General rule of thumb, though, is that you shouldn't attempt to amend for at least a month or two after you've initially filed your return. If the amended return gets processed before the original return, it really messes things up - because there, they really do match up the returns.

Another rule of thumb, however, is not to amend unless your mistake is "significant" and actually does result in a change in the tax due or refund. Minor mistakes are best left alone.
Cheers,
Bev


----------



## berniej (Mar 5, 2012)

I was going to ammend the last say5 years as I never did my foreign income only my military pension on a 1040A.
Figured it would get my taxes straighten out.

thanks again

Bernie





Bevdeforges said:


> Your returns can be amended if you need or want to change something. If that change results in a difference in the taxes you owe or the refund you are due, then definitely you should amend.
> 
> General rule of thumb, though, is that you shouldn't attempt to amend for at least a month or two after you've initially filed your return. If the amended return gets processed before the original return, it really messes things up - because there, they really do match up the returns.
> 
> ...


----------



## Bevdeforges (Nov 16, 2007)

It's up to you how you want to handle it. As long as your foreign income consists mainly of earned income (i.e. salary) that will just be excluded under the FEIE, I wouldn't bother. Report it going forward, but if they haven't come back to you after 4 years (statute of limitations), it's really unlikely they're going to care one way or another - particularly if there are no taxes due on the amount.

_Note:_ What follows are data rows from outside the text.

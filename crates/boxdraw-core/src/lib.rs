//! # BoxDraw Core
//!
//! Core types and utilities for BoxDraw.
//! Provides the normalized touch input model the gesture controller consumes,
//! the state blob error type, and shared-state type aliases.

pub mod error;
pub mod input;
pub mod types;

pub use error::StateError;

pub use input::{CancelPolicy, TouchEvent, TouchEventKind, TouchId, TouchPoint, MAX_TOUCH_POINTS};

pub use types::{thread_safe, Callback, ThreadSafe};
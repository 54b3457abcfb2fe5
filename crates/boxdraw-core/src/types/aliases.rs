//! Type aliases for commonly used complex types.
//!
//! Hosts that feed a drawing surface from more than one thread share it as a
//! [`ThreadSafe`] value, and register redraw notifications as [`Callback`]s.
//!
//! ## Usage
//!
//! ```rust,ignore
//! use boxdraw_core::types::*;
//!
//! // Instead of: Arc<Mutex<GestureController>>
//! let surface: ThreadSafe<GestureController> = thread_safe(GestureController::new());
//! ```

use parking_lot::Mutex;
use std::sync::Arc;

/// A thread-safe, mutex-protected wrapper for cross-thread sharing.
///
/// Uses `parking_lot::Mutex` rather than `std::sync::Mutex` (no lock poisoning).
pub type ThreadSafe<T> = Arc<Mutex<T>>;

/// A simple callback with no parameters or return value.
///
/// Thread-safe, suitable for cross-thread event notification.
pub type Callback = Box<dyn Fn() + Send + Sync>;

/// Create a new thread-safe wrapper.
#[inline]
pub fn thread_safe<T>(value: T) -> ThreadSafe<T> {
    Arc::new(Mutex::new(value))
}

Back in the US, the IRS does match up the W-2 it received from your employer against the amount you report on your tax return. When you work overseas, they have nothing that reports your overseas income to them "independently" so they have nothing to compare to. It really becomes more of an "honor system" at that point.

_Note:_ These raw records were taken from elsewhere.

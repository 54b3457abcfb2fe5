//! # BoxDraw Designer
//!
//! Gesture-to-geometry logic for a touch drawing surface. One finger drags
//! out a rectangle from its origin; a second finger rotates it about that
//! origin; lifting a finger while two are down locks the rotation.
//!
//! ## Core Components
//!
//! - **RectangleModel**: origin, current corner, angle, and lock flag
//! - **GestureController**: the multi-touch state machine that owns every
//!   rectangle drawn so far
//! - **RenderedRectangle**: what the host draws each frame
//! - **SurfaceState**: save/restore snapshot and its opaque blob form
//! - **DrawingSurface**: the capability trait hosts program against, with
//!   a lock-protected [`SharedSurface`] for multi-threaded hosts
//!
//! ## Architecture
//!
//! ```text
//! Host input pump ──TouchEvent──▶ GestureController ──▶ Vec<RectangleModel>
//!                                        │
//!                                        ├──▶ rectangles() ──▶ host renderer
//!                                        └──▶ save_state()/restore_state()
//! ```
//!
//! ## Usage
//!
//! ```rust
//! use boxdraw_core::{TouchEvent, TouchPoint};
//! use boxdraw_designer::GestureController;
//!
//! let mut controller = GestureController::new();
//! controller.handle_event(&TouchEvent::session_begin(1, 0.0, 0.0));
//! controller.handle_event(&TouchEvent::point_update(vec![TouchPoint::new(1, 40.0, 30.0)]));
//!
//! let rects = controller.rectangles();
//! assert_eq!(rects[0].as_tuple(), (0.0, 0.0, 40.0, 30.0, 0.0));
//! ```

pub mod gesture;
pub mod model;
pub mod renderer;
pub mod serialization;
pub mod surface;

pub use gesture::{rotation_angle, GestureController, GesturePhase};
pub use model::{Point, RectangleModel};
pub use renderer::RenderedRectangle;
pub use serialization::{SurfaceState, STATE_FORMAT_VERSION};
pub use surface::{DrawingSurface, SharedSurface};
//! Error types for the settings crate.

use thiserror::Error;

/// Errors that can occur during settings operations.
#[derive(Error, Debug)]
pub enum SettingsError {
    /// The configuration file could not be loaded.
    #[error("Failed to load settings: {0}")]
    LoadError(String),

    /// The configuration file could not be saved.
    #[error("Failed to save settings: {0}")]
    SaveError(String),

    /// A configuration value is invalid.
    #[error("Invalid setting '{key}': {reason}")]
    InvalidSetting { key: String, reason: String },

    /// The configuration file format is not supported.
    #[error("Unsupported config format: {0}")]
    UnsupportedFormat(String),

    /// JSON serialization/deserialization error.
    #[error("JSON error: {0}")]
    JsonError(#[from] serde_json::Error),

    /// TOML deserialization error.
    #[error("TOML error: {0}")]
    TomlError(#[from] toml::de::Error),

    /// TOML serialization error.
    #[error("TOML error: {0}")]
    TomlSerError(#[from] toml::ser::Error),
}

/// Result type alias for settings operations.
pub type SettingsResult<T> = Result<T, SettingsError>;

#[cfg(test)]
mod tests {
    use super::*;

    #[test]
    fn test_settings_error_display() {
        let err = SettingsError::LoadError("file not found".to_string());
        assert_eq!(err.to_string(), "Failed to load settings: file not found");

        let err = SettingsError::InvalidSetting {
            key: "style.box_color".to_string(),
            reason: "alpha must be non-zero".to_string(),
        };
        assert_eq!(
            err.to_string(),
            "Invalid setting 'style.box_color': alpha must be non-zero"
        );

        let err = SettingsError::UnsupportedFormat("yaml".to_string());
        assert_eq!(err.to_string(), "Unsupported config format: yaml");
    }

    #[test]
    fn test_error_conversion() {
        let json_err = serde_json::from_str::<u32>("{").unwrap_err();
        let settings_err: SettingsError = json_err.into();
        assert!(matches!(settings_err, SettingsError::JsonError(_)));
    }
}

The current flap about reporting bank accounts and interest is because of the FATCA laws that are kicking in at the moment. These attempt to make the foreign banks responsible for reporting accounts held and interest paid to "US persons" - but it remains to be seen how much compliance the IRS will manage with the foreign banks. This is far more critical to the US government because income from foreign ("off-shore") accounts and investment assets IS taxable in the US and may very well yield some significant amounts of back taxes.
Cheers,
Bev


----------



## berniej (Mar 5, 2012)

Thank you.

Bernie





Bevdeforges said:


> It's up to you how you want to handle it. As long as your foreign income consists mainly of earned income (i.e. salary) that will just be excluded under the FEIE, I wouldn't bother. Report it going forward, but if they haven't come back to you after 4 years (statute of limitations), it's really unlikely they're going to care one way or another - particularly if there are no taxes due on the amount.
> 
> Back in the US, the IRS does match up the W-2 it received from your employer against the amount you report on your tax return. When you work overseas, they have nothing that reports your overseas income to them "independently" so they have nothing to compare to. It really becomes more of an "honor system" at that point.
> 
> ...


----------



## Ladyhawk (Sep 11, 2011)

I sent off my 2010 return in haste last August because I just realized I had to do it. I listed my dividend and interest income on the 1040, about $3800, and I filled in Form 1116 with "foreign Income" which was really based on income splitting from my husband's pension (he is NRA). In other words, it was based on the Canadian law that allows him to "split" his pension with me for tax purposes in Canada. It came to about $34,000.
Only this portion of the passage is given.